After seeing Miss Raymond's inimitable Dutch woman, I carried away the impression that she herself inclined toward embonpoint,—that she was grossly notoriously fat, in fact. Later observations, however, have caused me to revise that impression. Miss Raymond is not fat, merely comfortably plump. She is a decided brunette with rather irregular features, but features none the less attractive for that, snapping black eyes that seem always to sparkle with irrepressible merriment, and an inexhaustible amount of vivacity. Vivacity may, indeed, be said to be her specialty. It is always in evidence, and yet it never runs riot and it never becomes wearisome.

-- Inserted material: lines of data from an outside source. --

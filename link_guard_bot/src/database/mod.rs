mod types;
pub use types::*;

use std::str::FromStr;

use chrono::{NaiveDate, Utc};
pub use sqlx::Error;
use sqlx::{
    migrate::MigrateDatabase,
    sqlite::{SqliteConnectOptions, SqlitePoolOptions, SqliteRow},
    Executor, Row, Sqlite,
};
use teloxide::types::UserId;

type Pool = sqlx::Pool<Sqlite>;

pub struct Database {
    pool: Pool,
}

impl Database {
    /// Open the database at `database_url`, creating the file and the tables
    /// if they don't exist yet.
    pub async fn new(database_url: &str) -> Result<Database, Error> {
        if !Sqlite::database_exists(database_url).await.unwrap_or(false) {
            Sqlite::create_database(database_url).await?;
        }
        let pool = SqlitePoolOptions::new()
            .max_connections(32)
            .connect_with(
                SqliteConnectOptions::from_str(database_url)?
                    .pragma("cache_size", "-32768")
                    .busy_timeout(std::time::Duration::from_secs(600)),
            )
            .await?;

        Self::from_pool(pool).await
    }

    /// Fresh database that lives as long as this object does.
    pub async fn new_in_memory() -> Result<Database, Error> {
        // Every connection to ":memory:" is its own database, so there must
        // only ever be one, and it must never be closed.
        let pool = SqlitePoolOptions::new()
            .max_connections(1)
            .idle_timeout(None)
            .max_lifetime(None)
            .connect_with(SqliteConnectOptions::from_str("sqlite::memory:")?)
            .await?;

        Self::from_pool(pool).await
    }

    async fn from_pool(pool: Pool) -> Result<Database, Error> {
        // Do some init. Create the tables...

        // USERS:
        // user_id (key, i64 because sqlite doesn't support u64)
        // username, first_name, last_name (strings, may be NULL)
        // daily_checks (checks done on last_check_date)
        // last_check_date (date as YYYY-MM-DD, may be NULL if never checked)
        // total_checks (all checks ever)
        // referral_code (unique string, "ref_<user_id>")
        // referred_by (user_id of whoever invited this user, may be NULL)
        // referral_count (how many users this user invited)
        // joined_date (date+time in UTC)
        pool.execute(sqlx::query(
            "CREATE TABLE IF NOT EXISTS users (
                user_id INTEGER PRIMARY KEY NOT NULL,
                username TEXT NULL,
                first_name TEXT NULL,
                last_name TEXT NULL,
                daily_checks INTEGER NOT NULL DEFAULT 0,
                last_check_date TEXT NULL,
                total_checks INTEGER NOT NULL DEFAULT 0,
                referral_code TEXT NOT NULL UNIQUE,
                referred_by INTEGER NULL,
                referral_count INTEGER NOT NULL DEFAULT 0,
                joined_date TEXT NOT NULL
            ) STRICT;",
        ))
        .await?;

        // URL_CHECKS:
        // id (key, autoincrement)
        // user_id (who requested the check)
        // url (the checked URL)
        // result (human readable result)
        // is_malicious (0 for no, 1 for yes)
        // checked_at (date+time in UTC)
        pool.execute(sqlx::query(
            "CREATE TABLE IF NOT EXISTS url_checks (
                id INTEGER PRIMARY KEY AUTOINCREMENT,
                user_id INTEGER NOT NULL REFERENCES users(user_id),
                url TEXT NOT NULL,
                result TEXT NOT NULL,
                is_malicious INTEGER NOT NULL,
                checked_at TEXT NOT NULL
            ) STRICT;",
        ))
        .await?;

        pool.execute(sqlx::query(
            "CREATE INDEX IF NOT EXISTS url_checks_user_id ON url_checks(user_id);",
        ))
        .await?;

        Ok(Database { pool })
    }

    pub async fn get_user(&self, user: UserId) -> Result<Option<UserRecord>, Error> {
        sqlx::query(
            "SELECT
                user_id,
                username,
                first_name,
                last_name,
                daily_checks,
                last_check_date,
                total_checks,
                referral_code,
                referred_by,
                referral_count,
                joined_date
            FROM users WHERE user_id=?;",
        )
        .bind(user.0 as i64)
        .map(UserRecord::from_sqlite_row)
        .fetch_optional(&self.pool)
        .await
    }

    /// Create a user, unless one with this ID already exists.
    ///
    /// If the user is new and `referred_by` is an existing user other than
    /// this one, that user's referral count goes up by one. Otherwise the
    /// referrer is dropped.
    ///
    /// Returns `true` if the user was created.
    pub async fn create_user(
        &self,
        user: UserId,
        name: &DisplayName,
        referred_by: Option<UserId>,
    ) -> Result<bool, Error> {
        // Every statement here writes. A transaction that reads first can't
        // take the write lock later without failing on a busy database.
        let mut tx = self.pool.begin().await?;

        let inserted = sqlx::query(
            "INSERT INTO users (
                user_id,
                username,
                first_name,
                last_name,
                referral_code,
                joined_date
            ) VALUES (?, ?, ?, ?, ?, ?)
            ON CONFLICT DO NOTHING;",
        )
        .bind(user.0 as i64)
        .bind(name.username.as_deref())
        .bind(name.first_name.as_deref())
        .bind(name.last_name.as_deref())
        .bind(referral_code_for(user))
        .bind(Utc::now())
        .execute(&mut *tx)
        .await?
        .rows_affected()
            == 1;

        let referrer = match referred_by {
            Some(referrer) if inserted && referrer != user => {
                // Nothing gets updated if the referrer doesn't exist.
                let credited = sqlx::query(
                    "UPDATE users SET referral_count=referral_count+1 WHERE user_id=?;",
                )
                .bind(referrer.0 as i64)
                .execute(&mut *tx)
                .await?
                .rows_affected()
                    == 1;

                if credited {
                    sqlx::query("UPDATE users SET referred_by=? WHERE user_id=?;")
                        .bind(referrer.0 as i64)
                        .bind(user.0 as i64)
                        .execute(&mut *tx)
                        .await?;
                }
                credited.then_some(referrer)
            }
            _ => None,
        };

        tx.commit().await?;

        if inserted {
            log::debug!("Created user {user} (referred by {referrer:?})");
        }

        Ok(inserted)
    }

    /// Append an entry to the check history.
    pub async fn record_check(
        &self,
        user: UserId,
        url: &str,
        result_text: &str,
        is_malicious: bool,
    ) -> Result<(), Error> {
        sqlx::query(
            "INSERT INTO url_checks (user_id, url, result, is_malicious, checked_at)
            VALUES (?, ?, ?, ?, ?);",
        )
        .bind(user.0 as i64)
        .bind(url)
        .bind(result_text)
        .bind(is_malicious)
        .bind(Utc::now())
        .execute(&self.pool)
        .await?;
        Ok(())
    }

    /// Count one check towards both today's and the all-time counter.
    ///
    /// Expects [`Self::reset_if_stale`] to have been called for `today` first,
    /// otherwise yesterday's daily count carries over.
    pub async fn increment_usage(&self, user: UserId, today: NaiveDate) -> Result<(), Error> {
        sqlx::query(
            "UPDATE users SET
                daily_checks=daily_checks+1,
                total_checks=total_checks+1,
                last_check_date=?
            WHERE user_id=?;",
        )
        .bind(today)
        .bind(user.0 as i64)
        .execute(&self.pool)
        .await?;
        Ok(())
    }

    /// Zero the daily counter if it was last touched before `today`.
    ///
    /// Returns checks used today and checks remaining out of `daily_limit`.
    /// Unknown users get a full quota, and nothing is written for them.
    pub async fn reset_if_stale(
        &self,
        user: UserId,
        today: NaiveDate,
        daily_limit: i64,
    ) -> Result<(i64, i64), Error> {
        let Some((daily_checks, last_check_date)) =
            sqlx::query("SELECT daily_checks, last_check_date FROM users WHERE user_id=?;")
                .bind(user.0 as i64)
                .map(|row: SqliteRow| (row.get::<i64, _>(0), row.get::<Option<NaiveDate>, _>(1)))
                .fetch_optional(&self.pool)
                .await?
        else {
            return Ok((0, daily_limit));
        };

        if last_check_date == Some(today) {
            return Ok((daily_checks, (daily_limit - daily_checks).max(0)));
        }

        // Only reset if nobody else has stamped today in the meantime.
        sqlx::query(
            "UPDATE users SET daily_checks=0, last_check_date=?
            WHERE user_id=? AND (last_check_date IS NULL OR last_check_date!=?);",
        )
        .bind(today)
        .bind(user.0 as i64)
        .bind(today)
        .execute(&self.pool)
        .await?;

        Ok((0, daily_limit))
    }

    /// Latest `limit` checks of this user, newest first.
    pub async fn checks_for_user(
        &self,
        user: UserId,
        limit: u32,
    ) -> Result<Vec<CheckRecord>, Error> {
        sqlx::query(
            "SELECT id, user_id, url, result, is_malicious, checked_at
            FROM url_checks WHERE user_id=?
            ORDER BY id DESC LIMIT ?;",
        )
        .bind(user.0 as i64)
        .bind(limit)
        .map(CheckRecord::from_sqlite_row)
        .fetch_all(&self.pool)
        .await
    }

    #[cfg(test)]
    pub async fn count_checks(&self, user: UserId) -> Result<i64, Error> {
        let count: i64 = sqlx::query("SELECT COUNT(*) FROM url_checks WHERE user_id=?;")
            .bind(user.0 as i64)
            .fetch_one(&self.pool)
            .await?
            .get(0);

        Ok(count)
    }
}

Miss Raymond has been a vaudeville feature for the past twelve years. She made her first appearance with Rice and Barton's company, and afterward played two years with Harry Williams's Own Company. Her next appearance was in the soubrette part in "Bill's Boot," in which Joe J. Sullivan starred. She then joined Irwin Brothers' Company, in which she sang with great success. She spent several weeks in the Howard Athenæum Company when it was under James J. Armstrong's management, and finished the season with Fields and Hanson.

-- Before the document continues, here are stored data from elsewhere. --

//! Source code for Link Guard Bot, a Telegram bot that checks links
//! against VirusTotal.

/// Process configuration.
pub mod settings;

/// Error type of update handlers.
pub mod error;

/// The database.
pub mod database;

/// Daily quota bookkeeping.
pub mod usage;

/// VirusTotal client.
pub mod reputation;

/// Everything the bot says, and the keyboards it says it with.
pub mod presenter;

/// URL checking workflow for incoming messages.
pub mod workflow;

/// Functions that handle events from Telegram.
mod handlers;

/// Entry function that starts the bot.
mod entry;
pub use entry::*;
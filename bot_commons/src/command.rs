/// A `/command` parsed out of message text.
#[derive(Debug, Clone, Copy, PartialEq, Eq)]
pub struct ParsedCommand<'a> {
    /// Command name as written, without the leading slash or the
    /// `@botname` suffix. Compare with [`ParsedCommand::is`].
    pub name: &'a str,
    /// Everything after the command, with leading whitespace trimmed.
    pub params: &'a str,
}

impl ParsedCommand<'_> {
    /// Check if this is the command `name`, ignoring ASCII case.
    #[must_use]
    pub fn is(&self, name: &str) -> bool {
        self.name.eq_ignore_ascii_case(name)
    }

    /// Iterate over whitespace-separated parameters.
    pub fn args(&self) -> impl Iterator<Item = &str> {
        self.params.split_whitespace()
    }
}

/// What [`parse_command`] made of a message.
#[derive(Debug, Clone, Copy, PartialEq, Eq)]
pub enum MaybeCommand<'a> {
    /// A command for this bot, either bare or with our `@botname`.
    ForUs(ParsedCommand<'a>),
    /// A well-formed command with some other bot's `@botname`.
    ForOtherBot,
    /// Ordinary text, including things like `/ hi` or `/привет`.
    NotACommand,
}

/// Parse `text` as a bot command, like `/start@My_Bot ref_123`.
#[must_use]
pub fn parse_command<'a>(text: &'a str, bot_username: &str) -> MaybeCommand<'a> {
    let Some(rest) = text.strip_prefix('/') else {
        return MaybeCommand::NotACommand;
    };

    let command_len = rest
        .find(char::is_whitespace)
        .unwrap_or(rest.len());
    let command = &rest[..command_len];

    if command.is_empty() || !command.is_ascii() {
        // Telegram commands must be ASCII.
        // See https://core.telegram.org/bots/api#botcommand
        return MaybeCommand::NotACommand;
    }

    let name = if let Some((name, username)) = command.split_once('@') {
        // Bot names are guaranteed ASCII, so ignore ASCII case specifically.
        if !username.eq_ignore_ascii_case(bot_username) {
            return MaybeCommand::ForOtherBot;
        }
        name
    } else {
        command
    };

    MaybeCommand::ForUs(ParsedCommand {
        name,
        params: rest[command_len..].trim_start(),
    })
}
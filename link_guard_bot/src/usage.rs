use chrono::{Local, NaiveDate};
use teloxide::types::UserId;

use crate::{
    database::{self, Database},
    settings::{DAILY_FREE_CHECKS, REFERRAL_BONUS_PER_FRIEND},
};

/// Where a user stands with today's checks.
#[derive(Debug, Clone, Copy, PartialEq, Eq)]
pub struct Quota {
    pub used: i64,
    pub remaining: i64,
    /// How many checks this user gets per day.
    pub limit: i64,
}

impl Quota {
    #[must_use]
    pub fn is_exhausted(&self) -> bool {
        self.remaining <= 0
    }
}

/// Quota policy over the counters in the [`Database`].
#[derive(Debug, Clone, Copy)]
pub struct UsageMeter {
    pub daily_free_checks: i64,
    /// Extra daily checks per invited friend.
    pub referral_bonus: i64,
}

impl Default for UsageMeter {
    fn default() -> Self {
        UsageMeter {
            daily_free_checks: DAILY_FREE_CHECKS,
            referral_bonus: REFERRAL_BONUS_PER_FRIEND,
        }
    }
}

/// The current calendar date in the bot's timezone. Daily quotas roll over
/// at its midnight.
#[must_use]
pub fn today() -> NaiveDate {
    Local::now().date_naive()
}

impl UsageMeter {
    /// Daily limit for a user with this many invited friends.
    #[must_use]
    pub fn daily_limit(&self, referral_count: i64) -> i64 {
        self.daily_free_checks + self.referral_bonus * referral_count.max(0)
    }

    /// Read today's usage, resetting the counter if it's from an earlier day.
    pub async fn check_quota(
        &self,
        database: &Database,
        user: UserId,
        today: NaiveDate,
    ) -> Result<Quota, database::Error> {
        let limit = if self.referral_bonus == 0 {
            self.daily_free_checks
        } else {
            let referral_count = database
                .get_user(user)
                .await?
                .map_or(0, |record| record.referral_count);
            self.daily_limit(referral_count)
        };

        let (used, remaining) = database.reset_if_stale(user, today, limit).await?;

        Ok(Quota {
            used,
            remaining,
            limit,
        })
    }

    /// Count one finished check against the user.
    pub async fn consume(
        &self,
        database: &Database,
        user: UserId,
        today: NaiveDate,
    ) -> Result<(), database::Error> {
        database.increment_usage(user, today).await
    }
}

#[cfg(test)]
mod tests {
    use super::*;
    use crate::database::DisplayName;

    fn day(d: u32) -> NaiveDate {
        NaiveDate::from_ymd_opt(2024, 3, d).unwrap()
    }

    #[tokio::test]
    async fn remaining_is_limit_minus_used() {
        let db = Database::new_in_memory().await.unwrap();
        let meter = UsageMeter::default();
        let user = UserId(10);
        db.create_user(user, &DisplayName::default(), None)
            .await
            .unwrap();

        for used in 0..=DAILY_FREE_CHECKS + 2 {
            let quota = meter.check_quota(&db, user, day(1)).await.unwrap();
            assert_eq!(quota.used, used);
            assert_eq!(quota.remaining, (DAILY_FREE_CHECKS - used).max(0));
            assert_eq!(quota.is_exhausted(), used >= DAILY_FREE_CHECKS);
            meter.consume(&db, user, day(1)).await.unwrap();
        }

        let quota = meter.check_quota(&db, user, day(2)).await.unwrap();
        assert_eq!(quota.used, 0);
        assert_eq!(quota.remaining, DAILY_FREE_CHECKS);
    }

    #[tokio::test]
    async fn referrals_dont_raise_the_default_limit() {
        let db = Database::new_in_memory().await.unwrap();
        let meter = UsageMeter::default();
        let alice = UserId(1);
        db.create_user(alice, &DisplayName::default(), None)
            .await
            .unwrap();
        db.create_user(UserId(2), &DisplayName::default(), Some(alice))
            .await
            .unwrap();

        let quota = meter.check_quota(&db, alice, day(1)).await.unwrap();
        assert_eq!(quota.limit, DAILY_FREE_CHECKS);
    }

    #[tokio::test]
    async fn referral_bonus_when_enabled() {
        let db = Database::new_in_memory().await.unwrap();
        let meter = UsageMeter {
            daily_free_checks: 5,
            referral_bonus: 5,
        };
        let alice = UserId(1);
        db.create_user(alice, &DisplayName::default(), None)
            .await
            .unwrap();
        for friend in 2..4 {
            db.create_user(UserId(friend), &DisplayName::default(), Some(alice))
                .await
                .unwrap();
        }

        let quota = meter.check_quota(&db, alice, day(1)).await.unwrap();
        assert_eq!(quota.limit, 15);
        assert_eq!(quota.remaining, 15);
        // Unknown users have no friends.
        let quota = meter.check_quota(&db, UserId(99), day(1)).await.unwrap();
        assert_eq!(quota.limit, 5);
    }
}
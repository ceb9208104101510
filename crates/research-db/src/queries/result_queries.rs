use chrono::Utc;
use sea_orm::{
    ActiveModelTrait, ColumnTrait, DatabaseConnection, DbErr, EntityTrait, QueryFilter,
    QueryOrder, QuerySelect, Set,
};

use research_core::dedup::boost_for_occurrences;

use crate::entities::result::{ActiveModel, Column, Entity, Model};

pub struct ResultQueries;

impl ResultQueries {
    pub async fn find_by_content_hash(
        db: &DatabaseConnection,
        content_hash: &str,
    ) -> Result<Option<Model>, DbErr> {
        Entity::find().filter(Column::ContentHash.eq(content_hash)).one(db).await
    }

    pub async fn find_by_failure(
        db: &DatabaseConnection,
        failure_id: i64,
        limit: u64,
    ) -> Result<Vec<Model>, DbErr> {
        Entity::find()
            .filter(Column::FailureId.eq(failure_id))
            .order_by_desc(Column::ConfidenceScore)
            .limit(limit)
            .all(db)
            .await
    }

    /// Insert a new result, or bump `occurrences` and refresh the score on
    /// the existing row sharing `content_hash` (§3: content_hash is unique,
    /// the Worker re-scores/merges rather than duplicating).
    ///
    /// `base_score` is the scorer's pre-boost score for this hit, not the
    /// in-process `Deduplicator`'s boosted value: the occurrence boost is
    /// recomputed here from the row's persisted `occurrences` column so a
    /// boost earned over many past runs isn't lost to a freshly-restarted,
    /// unseeded `Deduplicator` that only just started counting.
    #[allow(clippy::too_many_arguments)]
    pub async fn upsert_by_content_hash(
        db: &DatabaseConnection,
        failure_id: i64,
        title: String,
        description: String,
        url: String,
        provider_type: String,
        country: Option<String>,
        language: String,
        query: Option<String>,
        base_score: f64,
        origin_provider: String,
        content_hash: String,
        url_valid: bool,
    ) -> Result<Model, DbErr> {
        if let Some(existing) = Self::find_by_content_hash(db, &content_hash).await? {
            let new_occurrences = existing.occurrences + 1;
            let boosted = boost_for_occurrences(base_score, new_occurrences);
            let mut active: ActiveModel = existing.into();
            active.occurrences = Set(new_occurrences);
            active.confidence_score = Set(boosted);
            active.updated_at = Set(Utc::now());
            return active.update(db).await;
        }

        let active = ActiveModel {
            id: Default::default(),
            failure_id: Set(failure_id),
            title: Set(title),
            description: Set(description),
            url: Set(url),
            provider_type: Set(provider_type),
            country: Set(country),
            language: Set(language),
            query: Set(query),
            confidence_score: Set(base_score),
            occurrences: Set(1),
            origin_provider: Set(origin_provider),
            content_hash: Set(content_hash),
            url_valid: Set(url_valid),
            created_at: Set(Utc::now()),
            updated_at: Set(Utc::now()),
            title_pt: Set(None),
            description_pt: Set(None),
            title_en: Set(None),
            description_en: Set(None),
        };
        active.insert(db).await
    }

    pub async fn update_translation(
        db: &DatabaseConnection,
        id: i64,
        title_pt: Option<String>,
        description_pt: Option<String>,
        title_en: Option<String>,
        description_en: Option<String>,
    ) -> Result<Option<Model>, DbErr> {
        let Some(existing) = Entity::find_by_id(id).one(db).await? else {
            return Ok(None);
        };
        let mut active: ActiveModel = existing.into();
        active.title_pt = Set(title_pt);
        active.description_pt = Set(description_pt);
        active.title_en = Set(title_en);
        active.description_en = Set(description_en);
        active.updated_at = Set(Utc::now());
        Ok(Some(active.update(db).await?))
    }

    pub async fn update_score(db: &DatabaseConnection, id: i64, score: f64) -> Result<Option<Model>, DbErr> {
        let Some(existing) = Entity::find_by_id(id).one(db).await? else {
            return Ok(None);
        };
        let mut active: ActiveModel = existing.into();
        active.confidence_score = Set(score);
        active.updated_at = Set(Utc::now());
        Ok(Some(active.update(db).await?))
    }

    pub async fn top_by_failure(
        db: &DatabaseConnection,
        failure_id: i64,
        n: u64,
    ) -> Result<Vec<Model>, DbErr> {
        Entity::find()
            .filter(Column::FailureId.eq(failure_id))
            .order_by_desc(Column::ConfidenceScore)
            .limit(n)
            .all(db)
            .await
    }
}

Miss Raymond was specially engaged to play the soubrette rôle in Bolivar in Donnelly and Girard's "The Rainmakers." Those popular stars declared that the part had never been so well done as it was by Miss Raymond, but she was obliged to retire at the end of the season on account of illness. During the summer she appeared on the roof gardens and in the continuous houses. She joined Tony Pastor's company in the early fall, and played a season of fifteen weeks with that organization, meeting with great success.
When the Rogers Brothers began starring with "The Reign of Error" in the fall of 1898, she was made a prominent feature of their company, and she continued with them as their leading support the following season in "The Rogers Brothers in Wall Street."
She is also the wife of one of the brothers, though whether of Max or Gus I never can remember.